Покаяние

Покаяние

ПОКАЯНИЕ

10

Я не знаю фамилий своих героев, они никогда о себе мне не рассказывали, а писать я никогда и не думала.

Моя мама умерла давно, но мечтала написать повесть о людях лагеря. Перед смертью говорила мне; «Я — счастливая! Я жила в лагере среди хороших людей. Это самые лучшие годы в моей жизни»... Мне уже 59 лет. Но, думаю, не поздно назвать вещи своими именами. Как завещано.

Кончался 1945 год. В центре большой кубанской станицы стояло три больших здания, удаленных друг от друга на значительное расстояние. В этих зданиях жили сироты дошкольного и школьного возраста. Мне было около четырнадцати лет. Кто я, где мои родители, — никто не мог ответить мне на эти вопросы. Одни считали, что мои отец и мать умерли в 1937 году, были и такие, которые говорили: «Бросили тебя твои родители, когда тебе было 4 года». Мне так хотелось всех любить, но друзей у меня не было.

Меня постоянно переводили из одного детского дома в другой, и я, не успев нигде закрепиться, была одинока. Моими неразлучными спутниками в жизни были карандаш и смятые клочки бумаги, которые я превращала в волшебные картинки и дарила своим новым друзьям, не успев к ним привыкнуть. За мои рисунки дети меня любили, а я рисовала, рисовала...

Взрослые говорили, что я талантливая, но я этого не понимала, для меня рисунки были выражением любви к кому угодно, лишь бы любить.

Накануне Нового года, поздно ночью, я с подругами и воспитательницей делала игрушки для украшения елки. Замыслы были большие, но карандаш почему-то все время падал из рук. Очень трудно было добиться желаемого, что-то мешало.

Ночью случился переполох. Поднялся на ноги весь детский дом. Босые полураздетые дети бежали из одного корпуса в другой и кричали, почему-то обливаясь слезами: «Валя, там женщи-

11

на, такая красивая, с огромными чемоданами, плачет и свою дочь Кудинову Валю ищет»...

Я как услышала, ноги мои подкосились, и я с места сдвинуться не могу. Родители мои умерли, а тут — вот тебе — мать объявилась, живая. Ошибка, думаю, какая-то. Дети и воспитательница в один голос, как сговорились: «Похожа-то как! Одно лицо!» Нет, мол, надобности и документы предъявлять.

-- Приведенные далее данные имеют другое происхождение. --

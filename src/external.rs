use std::borrow::Cow;
use std::ffi::{OsStr, OsString};
use std::path::{Path, PathBuf};
use std::process::ExitStatus;

use crate::command::ExitCode;

/// Locate an executable the way a shell would before spawning it.
///
/// - Empty name: `None`.
/// - Name with more than one component (`bin/java`, `/usr/bin/java`): used
///   as is when it is an executable file.
/// - Bare name (`java`): each directory of `search_paths` is tried in order.
///
/// On Unix a candidate needs an execute bit; files without one are skipped.
/// On Windows a missing `.exe` extension is added when probing.
pub fn find_executable<'a>(search_paths: Option<&OsStr>, name: &'a Path) -> Option<Cow<'a, Path>> {
    let mut components = name.components();
    match (components.next(), components.next()) {
        (None, _) => None,
        (Some(single), None) if !name.is_absolute() => {
            let search_paths = search_paths?;
            std::env::split_paths(search_paths)
                .find_map(|dir| probe(&dir.join(single.as_os_str())))
                .map(Cow::Owned)
        }
        _ => {
            if is_executable(name) {
                Some(Cow::Borrowed(name))
            } else {
                probe(name).map(Cow::Owned)
            }
        }
    }
}

fn probe(candidate: &Path) -> Option<PathBuf> {
    if is_executable(candidate) {
        return Some(candidate.to_path_buf());
    }
    if cfg!(windows) && candidate.extension().is_none() {
        let mut with_exe = OsString::from(candidate.as_os_str());
        with_exe.push(".exe");
        let with_exe = PathBuf::from(with_exe);
        if is_executable(&with_exe) {
            return Some(with_exe);
        }
    }
    None
}

#[cfg(unix)]
fn is_executable(path: &Path) -> bool {
    use std::os::unix::fs::PermissionsExt;
    std::fs::metadata(path)
        .map(|meta| meta.is_file() && meta.permissions().mode() & 0o111 != 0)
        .unwrap_or(false)
}

#[cfg(not(unix))]
fn is_executable(path: &Path) -> bool {
    path.is_file()
}

/// Exit code of a finished child, following the shell convention for
/// children killed by a signal.
pub fn exit_code(status: ExitStatus) -> ExitCode {
    status.code().unwrap_or_else(|| terminated_by_signal(status))
}

#[cfg(unix)]
fn terminated_by_signal(status: ExitStatus) -> ExitCode {
    use std::os::unix::process::ExitStatusExt;
    if let Some(signal) = status.signal() {
        128 + signal
    } else if status.core_dumped() {
        255
    } else {
        -1
    }
}

#[cfg(not(unix))]
fn terminated_by_signal(_status: ExitStatus) -> ExitCode {
    -1
}

#[cfg(test)]
mod tests {
    use super::*;
    use std::fs::{self, File};

    /// Create an empty file that `find_executable` accepts.
    fn touch_executable(path: &Path) {
        File::create(path).unwrap();
        #[cfg(unix)]
        {
            use std::os::unix::fs::PermissionsExt;
            fs::set_permissions(path, fs::Permissions::from_mode(0o755)).unwrap();
        }
    }

    #[test]
    fn test_bare_name_found_in_search_path() {
        let dir = tempfile::tempdir().expect("tempdir");
        let bin = dir.path().join("bin");
        fs::create_dir_all(&bin).unwrap();
        let exe = if cfg!(windows) { "java.exe" } else { "java" };
        touch_executable(&bin.join(exe));

        let paths = std::env::join_paths([dir.path().join("nothing-here"), bin.clone()]).unwrap();
        let found = find_executable(Some(paths.as_os_str()), Path::new("java")).expect("found in bin");
        assert_eq!(found.as_ref(), bin.join(exe));
    }

    #[test]
    fn test_bare_name_not_found() {
        let dir = tempfile::tempdir().expect("tempdir");
        let paths = dir.path().as_os_str();
        assert!(find_executable(Some(paths), Path::new("java")).is_none());
        assert!(find_executable(None, Path::new("java")).is_none());
    }

    #[test]
    fn test_explicit_path() {
        let dir = tempfile::tempdir().expect("tempdir");
        let exe = dir.path().join("java");
        touch_executable(&exe);

        let found = find_executable(None, &exe).expect("absolute path exists");
        assert_eq!(found.as_ref(), exe.as_path());

        let missing = dir.path().join("missing");
        assert!(find_executable(None, &missing).is_none());
    }

    #[test]
    #[cfg(unix)]
    fn test_non_executable_file_is_skipped() {
        use std::os::unix::fs::PermissionsExt;

        let dir = tempfile::tempdir().expect("tempdir");
        let (a, b) = (dir.path().join("a"), dir.path().join("b"));
        fs::create_dir_all(&a).unwrap();
        fs::create_dir_all(&b).unwrap();
        File::create(a.join("java")).unwrap();
        fs::set_permissions(a.join("java"), fs::Permissions::from_mode(0o644)).unwrap();
        touch_executable(&b.join("java"));

        let paths = std::env::join_paths([&a, &b]).unwrap();
        let found = find_executable(Some(paths.as_os_str()), Path::new("java")).expect("found in b");
        assert_eq!(found.as_ref(), b.join("java"));

        assert!(find_executable(None, &a.join("java")).is_none());
    }

    #[test]
    fn test_empty_name() {
        assert!(find_executable(Some(OsStr::new("/bin")), Path::new("")).is_none());
    }

    #[test]
    #[cfg(unix)]
    fn test_exit_code_of_signal() {
        use std::os::unix::process::ExitStatusExt;
        assert_eq!(exit_code(ExitStatus::from_raw(9)), 128 + 9);
        assert_eq!(exit_code(ExitStatus::from_raw(3 << 8)), 3);
    }
}
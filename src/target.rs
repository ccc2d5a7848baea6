//! What the main token of a command line names.

use std::fmt;
use std::path::{MAIN_SEPARATOR_STR, Path, PathBuf};
use std::str::FromStr;
use std::sync::LazyLock;

use regex::Regex;

/// A plain or package-qualified Java class name, optionally ending in `.class`.
static CLASS_NAME: LazyLock<Regex> = LazyLock::new(|| {
    Regex::new(r"^[\p{L}_$][\p{L}\p{N}_$]*(\.[\p{L}_$][\p{L}\p{N}_$]*)*$")
        .expect("class name pattern is valid")
});

const CLASS_SUFFIX: &str = ".class";

/// The thing to hand to `java`.
#[derive(Debug, Clone, PartialEq, Eq)]
pub enum Target {
    /// A `.java` file run in single-file source mode.
    SourceFile(PathBuf),
    /// A class name resolved against the classpath.
    CompiledClass(String),
    /// A `.jar` archive run with `-jar`.
    Archive(PathBuf),
    /// Java source text, written to a temporary file before running.
    InlineSource(String),
}

impl Target {
    /// Guess the target kind from the shape of `main`.
    ///
    /// `.java` and `.jar` suffixes select a file. Text containing whitespace
    /// or a brace is source. Anything else is handed to java as a class name;
    /// use [`Target::with_kind`] when the shape says nothing.
    pub fn infer(main: &str) -> Self {
        if main.ends_with(".java") {
            Target::SourceFile(PathBuf::from(main))
        } else if main.ends_with(".jar") {
            Target::Archive(PathBuf::from(main))
        } else if looks_like_source(main) {
            Target::InlineSource(main.to_owned())
        } else {
            if !is_class_name(main) {
                log::warn!("`{}` is not a valid class name, passing it to java as is", main);
            }
            Target::CompiledClass(strip_class_suffix(main).to_owned())
        }
    }

    /// Build a target of an explicitly chosen kind.
    pub fn with_kind(kind: TargetKind, main: &str) -> Self {
        match kind {
            TargetKind::Source => Target::SourceFile(PathBuf::from(main)),
            TargetKind::Class => Target::CompiledClass(strip_class_suffix(main).to_owned()),
            TargetKind::Jar => Target::Archive(PathBuf::from(main)),
            TargetKind::Inline => Target::InlineSource(main.to_owned()),
        }
    }

    pub fn kind(&self) -> TargetKind {
        match self {
            Target::SourceFile(_) => TargetKind::Source,
            Target::CompiledClass(_) => TargetKind::Class,
            Target::Archive(_) => TargetKind::Jar,
            Target::InlineSource(_) => TargetKind::Inline,
        }
    }

    /// Relative name under which a file target may have been extracted.
    pub fn file_path(&self) -> Option<&Path> {
        match self {
            Target::SourceFile(path) | Target::Archive(path) => Some(path),
            Target::CompiledClass(_) | Target::InlineSource(_) => None,
        }
    }
}

/// Explicit selector for [`Target::with_kind`].
#[derive(Debug, Clone, Copy, PartialEq, Eq)]
pub enum TargetKind {
    Source,
    Class,
    Jar,
    Inline,
}

impl FromStr for TargetKind {
    type Err = String;

    fn from_str(s: &str) -> Result<Self, Self::Err> {
        match s {
            "source" | "java" => Ok(TargetKind::Source),
            "class" => Ok(TargetKind::Class),
            "jar" => Ok(TargetKind::Jar),
            "inline" => Ok(TargetKind::Inline),
            other => Err(format!(
                "unknown target kind `{}` (expected source, class, jar or inline)",
                other
            )),
        }
    }
}

impl fmt::Display for TargetKind {
    fn fmt(&self, f: &mut fmt::Formatter<'_>) -> fmt::Result {
        f.write_str(match self {
            TargetKind::Source => "source",
            TargetKind::Class => "class",
            TargetKind::Jar => "jar",
            TargetKind::Inline => "inline",
        })
    }
}

fn looks_like_source(s: &str) -> bool {
    s.contains(|c: char| c.is_whitespace() || c == '{' || c == '}')
}

fn is_class_name(s: &str) -> bool {
    CLASS_NAME.is_match(s)
}

fn strip_class_suffix(name: &str) -> &str {
    name.strip_suffix(CLASS_SUFFIX).unwrap_or(name)
}

/// Translate a class name into the relative path of its class file.
///
/// Dots become path separators and `.class` is appended unless already
/// present, so `foo.bar.Some` and `foo.bar.Some.class` both map to
/// `foo/bar/Some.class`.
pub fn class_to_path(name: &str) -> PathBuf {
    let stem = strip_class_suffix(name).replace('.', MAIN_SEPARATOR_STR);
    PathBuf::from(format!("{}{}", stem, CLASS_SUFFIX))
}
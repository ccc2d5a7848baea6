//! Lookup of previously extracted resources.
//!
//! A cache is just a root directory. Whatever lives below it is trusted for
//! as long as it exists; there is no staleness check and nothing is written
//! back.

use std::path::{Component, Path, PathBuf};

/// Name of the sub-directory used under the user cache directory.
pub const CACHE_DIR_NAME: &str = "java_launch";

/// Directory under which extracted sources, classes and archives are found.
#[derive(Debug, Clone, PartialEq, Eq)]
pub struct Cache {
    root: PathBuf,
}

impl Cache {
    pub fn new(root: impl Into<PathBuf>) -> Self {
        Self { root: root.into() }
    }

    /// The per-user default location, `<user cache dir>/java_launch`.
    ///
    /// Returns `None` on platforms where no user cache directory is known.
    pub fn user_default() -> Option<Self> {
        dirs::cache_dir().map(|dir| Self::new(dir.join(CACHE_DIR_NAME)))
    }

    pub fn root(&self) -> &Path {
        &self.root
    }

    /// Full path of `name` inside the cache, if something exists there.
    ///
    /// A root or drive prefix on `name` is dropped, so `/hello.java` is looked
    /// up as `<root>/hello.java`.
    pub fn lookup(&self, name: impl AsRef<Path>) -> Option<PathBuf> {
        let relative: PathBuf = name
            .as_ref()
            .components()
            .filter(|c| !matches!(c, Component::Prefix(_) | Component::RootDir))
            .collect();
        let joined = self.root.join(relative);
        if joined.exists() {
            log::debug!("cache hit: {}", joined.display());
            Some(joined)
        } else {
            None
        }
    }
}

#[cfg(test)]
mod tests {
    use super::*;
    use std::fs;

    #[test]
    fn test_lookup_existing_file() {
        let dir = tempfile::tempdir().expect("tempdir");
        fs::write(dir.path().join("hello.java"), "class Hello {}").unwrap();

        let cache = Cache::new(dir.path());
        assert_eq!(
            cache.lookup("hello.java"),
            Some(dir.path().join("hello.java"))
        );
    }

    #[test]
    fn test_lookup_nested_and_directory_entries() {
        let dir = tempfile::tempdir().expect("tempdir");
        fs::create_dir_all(dir.path().join("foo/bar")).unwrap();
        fs::write(dir.path().join("foo/bar/Some.class"), [0xCA, 0xFE]).unwrap();

        let cache = Cache::new(dir.path());
        assert!(cache.lookup("foo/bar/Some.class").is_some());
        assert!(cache.lookup("foo").is_some());
    }

    #[test]
    fn test_lookup_missing() {
        let dir = tempfile::tempdir().expect("tempdir");
        let cache = Cache::new(dir.path());
        assert_eq!(cache.lookup("HelloWorld.class"), None);
    }

    #[test]
    fn test_absolute_name_stays_under_root() {
        let root = tempfile::tempdir().expect("tempdir");
        let elsewhere = tempfile::tempdir().expect("tempdir");
        let outside = elsewhere.path().join("hello.java");
        fs::write(&outside, "class Hello {}").unwrap();

        let cache = Cache::new(root.path());
        assert_eq!(cache.lookup(&outside), None);

        let relative: PathBuf = outside
            .components()
            .filter(|c| matches!(c, Component::Normal(_)))
            .collect();
        fs::create_dir_all(root.path().join(&relative).parent().unwrap()).unwrap();
        fs::write(root.path().join(&relative), "class Hello {}").unwrap();
        assert_eq!(cache.lookup(&outside), Some(root.path().join(&relative)));
    }

    #[test]
    fn test_user_default_ends_with_dir_name() {
        if let Some(cache) = Cache::user_default() {
            assert!(cache.root().ends_with(CACHE_DIR_NAME));
        }
    }
}
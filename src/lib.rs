//! A thin launcher for Java sources, classes and archives.
//!
//! This crate locates a locally installed `java` executable and hands it a
//! command line assembled from a flat list of tokens. Nothing Java-specific is
//! implemented here: compilation, class loading and execution are all done by
//! the external interpreter.
//!
//! The pieces, bottom-up:
//! - [`parser::classify`] splits tokens into leading options, the main target
//!   and trailing arguments.
//! - [`cache::Cache`] looks up previously extracted resources by relative name.
//! - [`target::Target`] says what the main token names (source file, class,
//!   archive or inline source).
//! - [`env::Environment`] carries the classpath and variables handed to the
//!   child process, so nothing is ever set process-wide.
//! - [`Launcher`] ties these together and runs `java`.

pub mod cache;
pub mod command;
pub mod env;
pub mod error;
mod external;
mod launcher;
pub mod parser;
pub mod target;

pub use cache::Cache;
pub use error::{LaunchError, Result};
pub use launcher::{CACHE_VAR, Invocation, JAVA_VAR, Launcher};
pub use parser::{ParsedCommand, classify};
pub use target::{Target, class_to_path};
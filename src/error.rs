use std::path::PathBuf;

/// Errors raised while preparing or running a java command.
///
/// Classifying a command line never fails; everything here comes from the
/// launcher acting on the result.
#[derive(Debug, thiserror::Error)]
pub enum LaunchError {
    /// The command line had no token that could serve as the main target.
    #[error("no target specified")]
    NoTarget,

    /// The java executable was not found on PATH or at the given path.
    #[error("java executable not found: {0}")]
    JavaNotFound(String),

    /// The executable was found but the process could not be started.
    #[error("failed to start {program}: {source}")]
    Spawn {
        program: PathBuf,
        #[source]
        source: std::io::Error,
    },

    /// The program ran and exited with a non-zero status.
    #[error("java exited with status {code}: {stderr}")]
    Failed { code: i32, stderr: String },

    /// A classpath entry could not be joined, e.g. it contains the separator.
    #[error("invalid classpath entry: {0}")]
    Classpath(String),

    #[error("IO error: {0}")]
    Io(#[from] std::io::Error),
}

pub type Result<T> = std::result::Result<T, LaunchError>;

#[cfg(test)]
mod tests {
    use super::*;

    #[test]
    fn test_messages() {
        assert_eq!(LaunchError::NoTarget.to_string(), "no target specified");
        assert_eq!(
            LaunchError::JavaNotFound("java".into()).to_string(),
            "java executable not found: java"
        );
        let failed = LaunchError::Failed {
            code: 3,
            stderr: "boom".into(),
        };
        assert_eq!(failed.to_string(), "java exited with status 3: boom");
        let spawn = LaunchError::Spawn {
            program: PathBuf::from("/usr/bin/java"),
            source: std::io::Error::from(std::io::ErrorKind::PermissionDenied),
        };
        assert!(spawn.to_string().starts_with("failed to start /usr/bin/java: "));
    }
}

Мать моя растерялась, не знает, что говорить, что делать. Открыла свой большущий чемодан, а он полон яблок. Многие не помнили, когда ели яблоки, а были и такие, которые не знали, как называются такие румяные, красивые, как на картинке, «игрушки».

Вся детдомовская орава на яблоки налетела, делить всем поровну стали. Кто тут же съел, а кто под мышку спрятал и в свою спальню побежал ...

Остались мы с мамой одни, а меня страх какой-то прошибает. Я тут же к допросу приступила: «Откуда? Почему?» Она, как я впоследствии узнала, выше всего правду ценила. И, не скрывая ничего, стала рассказывать мне.

Отец мой, Кудинов Василий Иванович, в возрасте двадцати одного года был арестован в 1937 году в Таганроге Ростовской области. Работал слесарем-сборщиком на авиазаводе, а перед арестом — парторгом этого же завода был. А она, Роговая Мария Григорьевна, не была зарегистрирована с моим отцом, но любила его и верила ему. Ей предложили подписать отказ от мужа — «врага народа», а она не только не подписала, а и передачи ему в тюрьму носила, и по инстанциям ходила, доказывала, что не враг он вовсе, а честный человек и Родину свою любит. Свидания с ним добивалась как жена законная.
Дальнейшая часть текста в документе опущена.